Are N.F.L. games essential? Hardly.
Are teams based in communities brimming with infection? Indeed.
Do virus-infected players and staff members, even the ones who look and feel fine, add fuel to the fire in each of those communities? You bet.
It is possible to love the N.F.L. and stand against the arguments for continuing the patchwork approach heralded by football enablers fixated on profits.
For too long, they’ve normalized the threat.
The persistent risks of the virus — including possible damage to the heart and other organs — are rarely discussed. Positive test results get discussed as if Covid-19, the disease caused by the virus, is akin to a sprained ankle for young athletes.
In a September column, as the season got underway, I posed hard questions. Is the return of our country’s most popular sport sending a false alert that we have almost conquered the virus? Is the N.F.L. joining in the deadly and premature message that we’re back, we can do what we want and the ordinary days of old are just around the bend?

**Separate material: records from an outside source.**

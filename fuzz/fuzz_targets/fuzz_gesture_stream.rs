#![no_main]

use std::time::Duration;

use arbitrary::Arbitrary;
use libfuzzer_sys::fuzz_target;
use paneltree_core::geometry::{Point, Rect};
use paneltree_core::input::{PointerSample, TouchSample};
use paneltree_layout::{Node, Orientation};
use paneltree_web::{HostCommand, ListenerScope, SessionController, SessionUpdate};

#[derive(Debug, Arbitrary)]
enum Input {
    MouseStart { panel: u8 },
    MouseOver { panel: u8, x: u16, y: u16 },
    MouseLeave { panel: u8 },
    MouseDrop,
    MouseEnd,
    TouchStart { panel: u8, finger: u8, x: u16, y: u16 },
    TouchMove { finger: u8, x: u16, y: u16 },
    TouchTick,
    TouchEnd { finger: u8, x: u16, y: u16 },
    TouchCancel { finger: u8 },
    DividerDown { split: u8 },
    DividerMove { x: u16, y: u16 },
    DividerUp,
    Advance { ms: u16 },
}

#[derive(Default)]
struct Listeners {
    touch: i32,
    resize: i32,
}

impl Listeners {
    fn apply(&mut self, update: &SessionUpdate) {
        for command in &update.commands {
            let (scope, delta) = match command {
                HostCommand::AttachListeners { scope } => (*scope, 1),
                HostCommand::DetachListeners { scope } => (*scope, -1),
                _ => continue,
            };
            let slot = match scope {
                ListenerScope::Touch => &mut self.touch,
                ListenerScope::Resize => &mut self.resize,
            };
            *slot += delta;
            assert!((0..=1).contains(slot), "listener count out of range: {slot}");
        }
    }
}

fn pick(tree: &Node, byte: u8, panels: bool) -> String {
    let ids: Vec<String> = tree
        .ids()
        .into_iter()
        .filter(|id| tree.find(id.as_str()).is_some_and(Node::is_panel) == panels)
        .map(|id| id.as_str().to_owned())
        .collect();
    if ids.is_empty() {
        return String::new();
    }
    ids[usize::from(byte) % ids.len()].clone()
}

fn point(x: u16, y: u16) -> Point {
    Point::new(f64::from(x % 900), f64::from(y % 700))
}

fuzz_target!(|inputs: Vec<Input>| {
    let initial = Node::split(
        "split-1",
        Orientation::Vertical,
        0.5,
        Node::panel("panel-1"),
        Node::split(
            "split-2",
            Orientation::Horizontal,
            0.5,
            Node::panel("panel-2"),
            Node::panel("panel-3"),
        ),
    );
    let Ok(mut session) = SessionController::new(initial) else {
        return;
    };
    session.set_viewport(Rect::from_size(800.0, 600.0));
    let mut listeners = Listeners::default();
    let mut now = Duration::ZERO;

    for input in inputs.into_iter().take(256) {
        let tree = session.tree().clone();
        let update = match input {
            Input::MouseStart { panel } => {
                session.mouse_drag_start(&pick(&tree, panel, true), None)
            }
            Input::MouseOver { panel, x, y } => {
                let id = pick(&tree, panel, true);
                let bounds = session.layout().rect(&id).unwrap_or_default();
                session.mouse_drag_over(&id, bounds, PointerSample::new(point(x, y), now))
            }
            Input::MouseLeave { panel } => session.mouse_drag_leave(&pick(&tree, panel, true)),
            Input::MouseDrop => session.mouse_drop(),
            Input::MouseEnd => session.mouse_drag_end(),
            Input::TouchStart { panel, finger, x, y } => session.touch_start(
                &pick(&tree, panel, true),
                TouchSample::new(u32::from(finger % 3), point(x, y), now),
            ),
            Input::TouchMove { finger, x, y } => {
                session.touch_move(TouchSample::new(u32::from(finger % 3), point(x, y), now))
            }
            Input::TouchTick => session.touch_tick(now),
            Input::TouchEnd { finger, x, y } => {
                session.touch_end(TouchSample::new(u32::from(finger % 3), point(x, y), now))
            }
            Input::TouchCancel { finger } => session.touch_cancel(u32::from(finger % 3)),
            Input::DividerDown { split } => session.divider_pointer_down(&pick(&tree, split, false)),
            Input::DividerMove { x, y } => session.divider_pointer_move(point(x, y)),
            Input::DividerUp => session.divider_pointer_up(),
            Input::Advance { ms } => {
                now += Duration::from_millis(u64::from(ms));
                continue;
            }
        };
        listeners.apply(&update);
        assert!(session.tree().validate().is_ok(), "session produced invalid tree");
        assert_eq!(session.tree().panel_count(), 3, "panel lost or duplicated");
        if update.tree_changed {
            assert_ne!(session.tree(), &tree, "tree_changed without a change");
        }
    }

    let reset = session.on_reset();
    listeners.apply(&reset);
    assert_eq!((listeners.touch, listeners.resize), (0, 0), "listeners leaked past reset");
    assert!(!session.drag_session().active);
});
#![forbid(unsafe_code)]

//! Display-list rendering.
//!
//! [`render`] is a pure function of the tree, both sessions, and the host
//! area. It emits a flat [`Frame`] the host paints in order: nested panels and
//! dividers depth-first (first child, divider, second child), then the drop
//! indicator, then the drag ghost on top.

use paneltree_core::geometry::Rect;
use paneltree_core::input::InputModality;
use paneltree_layout::{DividerGeometry, Node, NodeId, Orientation, Quadrant, SplitRatio, split_area};
use serde::{Deserialize, Serialize};

use crate::config::RenderConfig;
use crate::gesture::DragSession;
use crate::resize::ResizeSession;

/// How a panel should look this frame.
#[derive(Debug, Clone, Copy, PartialEq, Eq, Serialize, Deserialize)]
#[serde(tag = "state", rename_all = "snake_case")]
pub enum PanelVisual {
    Idle,
    /// Being dragged; hosts dim and shrink it.
    Dragged,
    /// Hovered by the drag, with the quadrant the drop would land in.
    DropTarget { quadrant: Quadrant },
}

#[derive(Debug, Clone, PartialEq, Serialize, Deserialize)]
pub struct PanelView {
    pub id: NodeId,
    pub rect: Rect,
    pub depth: usize,
    pub visual: PanelVisual,
}

#[derive(Debug, Clone, PartialEq, Serialize, Deserialize)]
pub struct DividerView {
    pub split_id: NodeId,
    pub orientation: Orientation,
    pub ratio: SplitRatio,
    /// Band that accepts resize pointer-downs.
    pub hit_rect: Rect,
    /// Drawn line, centred inside `hit_rect`.
    pub visual_rect: Rect,
    /// This divider is being dragged.
    pub active: bool,
}

#[derive(Debug, Clone, PartialEq, Serialize, Deserialize)]
#[serde(tag = "item", rename_all = "snake_case")]
pub enum RenderItem {
    Panel(PanelView),
    Divider(DividerView),
    /// Half of the target on the quadrant side.
    DropIndicator {
        target: NodeId,
        quadrant: Quadrant,
        rect: Rect,
    },
    /// Scaled copy of the dragged panel following the finger.
    Ghost { source: NodeId, rect: Rect },
}

/// One rendered frame.
#[derive(Debug, Clone, PartialEq, Serialize, Deserialize)]
pub struct Frame {
    pub area: Rect,
    pub items: Vec<RenderItem>,
}

impl Frame {
    pub fn panels(&self) -> impl Iterator<Item = &PanelView> + '_ {
        self.items.iter().filter_map(|item| match item {
            RenderItem::Panel(view) => Some(view),
            _ => None,
        })
    }

    pub fn dividers(&self) -> impl Iterator<Item = &DividerView> + '_ {
        self.items.iter().filter_map(|item| match item {
            RenderItem::Divider(view) => Some(view),
            _ => None,
        })
    }

    #[must_use]
    pub fn panel(&self, id: &str) -> Option<&PanelView> {
        self.panels().find(|view| view.id == id)
    }

    #[must_use]
    pub fn divider(&self, split_id: &str) -> Option<&DividerView> {
        self.dividers().find(|view| view.split_id == split_id)
    }

    #[must_use]
    pub fn drop_indicator(&self) -> Option<(&NodeId, Quadrant, Rect)> {
        self.items.iter().find_map(|item| match item {
            RenderItem::DropIndicator {
                target,
                quadrant,
                rect,
            } => Some((target, *quadrant, *rect)),
            _ => None,
        })
    }

    #[must_use]
    pub fn ghost(&self) -> Option<Rect> {
        self.items.iter().find_map(|item| match item {
            RenderItem::Ghost { rect, .. } => Some(*rect),
            _ => None,
        })
    }
}

struct RenderContext<'a> {
    drag: &'a DragSession,
    resize: &'a ResizeSession,
    config: &'a RenderConfig,
    items: Vec<RenderItem>,
}

impl RenderContext<'_> {
    fn panel_visual(&self, id: &NodeId) -> PanelVisual {
        if !self.drag.active {
            return PanelVisual::Idle;
        }
        if self.drag.dragged_id.as_ref() == Some(id) {
            return PanelVisual::Dragged;
        }
        match self.drag.hover() {
            Some((target, quadrant)) if target == id => PanelVisual::DropTarget { quadrant },
            _ => PanelVisual::Idle,
        }
    }

    fn visit(&mut self, node: &Node, area: Rect, depth: usize) {
        match node {
            Node::Panel(panel) => {
                let visual = self.panel_visual(&panel.id);
                self.items.push(RenderItem::Panel(PanelView {
                    id: panel.id.clone(),
                    rect: area,
                    depth,
                    visual,
                }));
            }
            Node::Split(split) => {
                let (first, second) = split_area(area, split.orientation, split.ratio);
                self.visit(&split.left, first, depth + 1);
                let geometry = DividerGeometry {
                    split_id: split.id.clone(),
                    orientation: split.orientation,
                    ratio: split.ratio,
                    container: area,
                    depth,
                };
                let active =
                    self.resize.active && self.resize.split_id.as_ref() == Some(&split.id);
                self.items.push(RenderItem::Divider(DividerView {
                    hit_rect: geometry.band(self.config.divider_hit_thickness),
                    visual_rect: geometry.band(self.config.divider_visual_thickness),
                    split_id: geometry.split_id,
                    orientation: split.orientation,
                    ratio: split.ratio,
                    active,
                }));
                self.visit(&split.right, second, depth + 1);
            }
        }
    }

    fn panel_rect(&self, id: &NodeId) -> Option<Rect> {
        self.items.iter().find_map(|item| match item {
            RenderItem::Panel(view) if &view.id == id => Some(view.rect),
            _ => None,
        })
    }

    fn overlays(&mut self) {
        let drag = self.drag;
        if !drag.active {
            return;
        }
        if let Some((target, quadrant)) = drag.hover()
            && drag.dragged_id.as_ref() != Some(target)
            && let Some(bounds) = self.panel_rect(target)
        {
            self.items.push(RenderItem::DropIndicator {
                target: target.clone(),
                quadrant,
                rect: quadrant.indicator_rect(bounds),
            });
        }
        // Mouse drags get the browser's native drag image instead.
        if drag.modality == Some(InputModality::Touch)
            && let (Some(source), Some(pointer)) = (drag.dragged_id.as_ref(), drag.pointer)
            && let Some(bounds) = self.panel_rect(source)
        {
            let scale = self.config.ghost_scale;
            self.items.push(RenderItem::Ghost {
                source: source.clone(),
                rect: Rect::centered_at(pointer, bounds.width * scale, bounds.height * scale),
            });
        }
    }
}

/// Render `tree` into `area`.
#[must_use]
pub fn render(
    tree: &Node,
    drag: &DragSession,
    resize: &ResizeSession,
    area: Rect,
    config: &RenderConfig,
) -> Frame {
    debug_assert!(
        tree.validate().is_ok(),
        "rendering a tree with invalid identifiers"
    );
    let mut ctx = RenderContext {
        drag,
        resize,
        config,
        items: Vec::with_capacity(tree.node_count() + 2),
    };
    ctx.visit(tree, area, 0);
    ctx.overlays();
    Frame {
        area,
        items: ctx.items,
    }
}

#[cfg(test)]
mod tests {
    use super::*;
    use paneltree_core::geometry::Point;

    fn tree() -> Node {
        Node::split(
            "root",
            Orientation::Vertical,
            0.5,
            Node::panel("a"),
            Node::split(
                "s2",
                Orientation::Horizontal,
                0.5,
                Node::panel("b"),
                Node::panel("c"),
            ),
        )
    }

    fn area() -> Rect {
        Rect::from_size(400.0, 200.0)
    }

    fn frame(drag: &DragSession, resize: &ResizeSession) -> Frame {
        render(&tree(), drag, resize, area(), &RenderConfig::default())
    }

    #[test]
    fn items_are_depth_first_with_dividers_between_children() {
        let frame = frame(&DragSession::default(), &ResizeSession::default());
        let order: Vec<String> = frame
            .items
            .iter()
            .map(|item| match item {
                RenderItem::Panel(view) => format!("panel:{}", view.id),
                RenderItem::Divider(view) => format!("divider:{}", view.split_id),
                RenderItem::DropIndicator { .. } => "indicator".to_owned(),
                RenderItem::Ghost { .. } => "ghost".to_owned(),
            })
            .collect();
        assert_eq!(
            order,
            ["panel:a", "divider:root", "panel:b", "divider:s2", "panel:c"]
        );
        assert!(frame.panels().all(|p| p.visual == PanelVisual::Idle));
    }

    #[test]
    fn panel_depth_and_rects() {
        let frame = frame(&DragSession::default(), &ResizeSession::default());
        let a = frame.panel("a").expect("a");
        assert_eq!(a.depth, 1);
        assert_eq!(a.rect, Rect::new(0.0, 0.0, 200.0, 200.0));
        let c = frame.panel("c").expect("c");
        assert_eq!(c.depth, 2);
        assert_eq!(c.rect, Rect::new(200.0, 100.0, 200.0, 100.0));
    }

    #[test]
    fn divider_bands_use_config_thickness() {
        let frame = frame(&DragSession::default(), &ResizeSession::default());
        let root = frame.divider("root").expect("root divider");
        assert_eq!(root.hit_rect, Rect::new(197.0, 0.0, 6.0, 200.0));
        assert_eq!(root.visual_rect, Rect::new(199.0, 0.0, 2.0, 200.0));
        assert!(!root.active);
    }

    #[test]
    fn active_resize_marks_divider() {
        let resize = ResizeSession {
            active: true,
            split_id: Some(NodeId::from("s2")),
            container_bounds: Rect::new(200.0, 0.0, 200.0, 200.0),
            orientation: Some(Orientation::Horizontal),
        };
        let frame = frame(&DragSession::default(), &resize);
        assert!(frame.divider("s2").expect("s2").active);
        assert!(!frame.divider("root").expect("root").active);
    }

    #[test]
    fn drag_marks_source_and_target_and_adds_indicator() {
        let drag = DragSession {
            active: true,
            dragged_id: Some(NodeId::from("a")),
            hover_target_id: Some(NodeId::from("c")),
            hover_quadrant: Some(Quadrant::Left),
            modality: Some(InputModality::Mouse),
            pointer: Some(Point::new(210.0, 150.0)),
        };
        let frame = frame(&drag, &ResizeSession::default());
        assert_eq!(frame.panel("a").map(|p| p.visual), Some(PanelVisual::Dragged));
        assert_eq!(
            frame.panel("c").map(|p| p.visual),
            Some(PanelVisual::DropTarget {
                quadrant: Quadrant::Left
            })
        );
        assert_eq!(frame.panel("b").map(|p| p.visual), Some(PanelVisual::Idle));
        let (target, quadrant, rect) = frame.drop_indicator().expect("indicator");
        assert_eq!(target.as_str(), "c");
        assert_eq!(quadrant, Quadrant::Left);
        assert_eq!(rect, Rect::new(200.0, 100.0, 100.0, 100.0));
        assert_eq!(frame.ghost(), None);
    }

    #[test]
    fn hovering_self_is_not_highlighted() {
        let drag = DragSession {
            active: true,
            dragged_id: Some(NodeId::from("a")),
            hover_target_id: Some(NodeId::from("a")),
            hover_quadrant: Some(Quadrant::Top),
            modality: Some(InputModality::Mouse),
            pointer: None,
        };
        let frame = frame(&drag, &ResizeSession::default());
        assert_eq!(frame.panel("a").map(|p| p.visual), Some(PanelVisual::Dragged));
        assert_eq!(frame.drop_indicator(), None);
    }

    #[test]
    fn touch_drag_draws_scaled_ghost_at_pointer() {
        let drag = DragSession {
            active: true,
            dragged_id: Some(NodeId::from("b")),
            hover_target_id: None,
            hover_quadrant: None,
            modality: Some(InputModality::Touch),
            pointer: Some(Point::new(100.0, 100.0)),
        };
        let frame = frame(&drag, &ResizeSession::default());
        let ghost = frame.ghost().expect("ghost");
        assert_eq!(ghost.center(), Point::new(100.0, 100.0));
        assert!((ghost.width - 190.0).abs() < 1e-9);
        assert!((ghost.height - 95.0).abs() < 1e-9);
        assert!(matches!(frame.items.last(), Some(RenderItem::Ghost { .. })));
    }
}
//! TSID Generator
//!
//! Time-sorted document identifiers encoded as 13-character Crockford
//! Base32 strings. Used as `_id` for users, features, and embedded
//! comments, so identifier validity can be checked before hitting the
//! store.

use std::sync::atomic::{AtomicU16, Ordering};
use std::time::{SystemTime, UNIX_EPOCH};

use rand::Rng;

/// Crockford Base32 alphabet (excludes I, L, O, U)
const ALPHABET: &[u8] = b"0123456789ABCDEFGHJKMNPQRSTVWXYZ";

static COUNTER: AtomicU16 = AtomicU16::new(0);

pub struct TsidGenerator;

impl TsidGenerator {
    /// Generate a new TSID, e.g. `0HZXEQ5Y8JY5Z`.
    ///
    /// Layout (64 bits): 42-bit millisecond timestamp, 10-bit random
    /// component, 12-bit per-millisecond counter.
    pub fn generate() -> String {
        let now = SystemTime::now()
            .duration_since(UNIX_EPOCH)
            .expect("system clock before Unix epoch")
            .as_millis() as u64;

        let counter = COUNTER.fetch_add(1, Ordering::SeqCst) as u64;
        let random: u64 = rand::thread_rng().gen_range(0..1024);

        let tsid = ((now & 0x3FF_FFFF_FFFF) << 22) | (random << 12) | (counter & 0xFFF);

        encode(tsid)
    }

    /// Whether `id` is a well-formed TSID. Malformed identifiers are
    /// rejected at the API boundary before any store round trip.
    pub fn is_valid(id: &str) -> bool {
        decode(id).is_some()
    }
}

fn encode(mut value: u64) -> String {
    let mut out = [b'0'; 13];
    for slot in out.iter_mut().rev() {
        *slot = ALPHABET[(value & 0x1F) as usize];
        value >>= 5;
    }
    String::from_utf8(out.to_vec()).expect("alphabet is ASCII")
}

fn decode(s: &str) -> Option<u64> {
    if s.len() != 13 {
        return None;
    }

    let mut value: u64 = 0;
    for (i, c) in s.chars().enumerate() {
        let c = c.to_ascii_uppercase();
        let digit = match c {
            '0'..='9' => c as u64 - '0' as u64,
            'A'..='H' => c as u64 - 'A' as u64 + 10,
            'J'..='K' => c as u64 - 'J' as u64 + 18,
            'M'..='N' => c as u64 - 'M' as u64 + 20,
            'P'..='T' => c as u64 - 'P' as u64 + 22,
            'V'..='Z' => c as u64 - 'V' as u64 + 27,
            _ => return None,
        };
        // 13 chars carry 65 bits; the leading char holds only the top 4,
        // so any value >= 16 there cannot come from a 64-bit TSID.
        if i == 0 && digit >= 16 {
            return None;
        }
        value = (value << 5) | digit;
    }

    Some(value)
}

#[cfg(test)]
mod tests {
    use super::*;

    #[test]
    fn generated_ids_are_valid() {
        let id = TsidGenerator::generate();
        assert_eq!(id.len(), 13);
        assert!(TsidGenerator::is_valid(&id));
    }

    #[test]
    fn malformed_ids_are_rejected() {
        assert!(!TsidGenerator::is_valid(""));
        assert!(!TsidGenerator::is_valid("not-an-id"));
        assert!(!TsidGenerator::is_valid("0HZXEQ5Y8JY5")); // 12 chars
        assert!(!TsidGenerator::is_valid("0HZXEQ5Y8JYIL")); // I and L excluded
    }

    #[test]
    fn overlong_leading_char_is_rejected() {
        // Would need a 65th bit; no generated id starts past 'F'.
        assert!(!TsidGenerator::is_valid("ZZZZZZZZZZZZZ"));
        assert!(!TsidGenerator::is_valid("G000000000000"));
        assert!(TsidGenerator::is_valid("F000000000000"));
        assert!(TsidGenerator::is_valid("0000000000000"));
    }

    #[test]
    fn ids_are_unique() {
        let mut seen = std::collections::HashSet::new();
        for _ in 0..1000 {
            assert!(seen.insert(TsidGenerator::generate()), "duplicate TSID");
        }
    }

    #[test]
    fn ids_sort_by_creation_time() {
        let first = TsidGenerator::generate();
        std::thread::sleep(std::time::Duration::from_millis(2));
        let second = TsidGenerator::generate();
        assert!(first < second);
    }
}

It’s well worth thinking about such questions once again.
The death toll stood at 193,700 when I wrote that column. Think of that. All the grandparents, mothers, fathers, children, neighbors. Two months later, roughly 77,000 more have perished. That’s the equivalent of everyone at a packed Arrowhead Stadium in Kansas City, gone.
It is time to rethink our whole approach to this scourge. The N.F.L. would be an excellent place to start.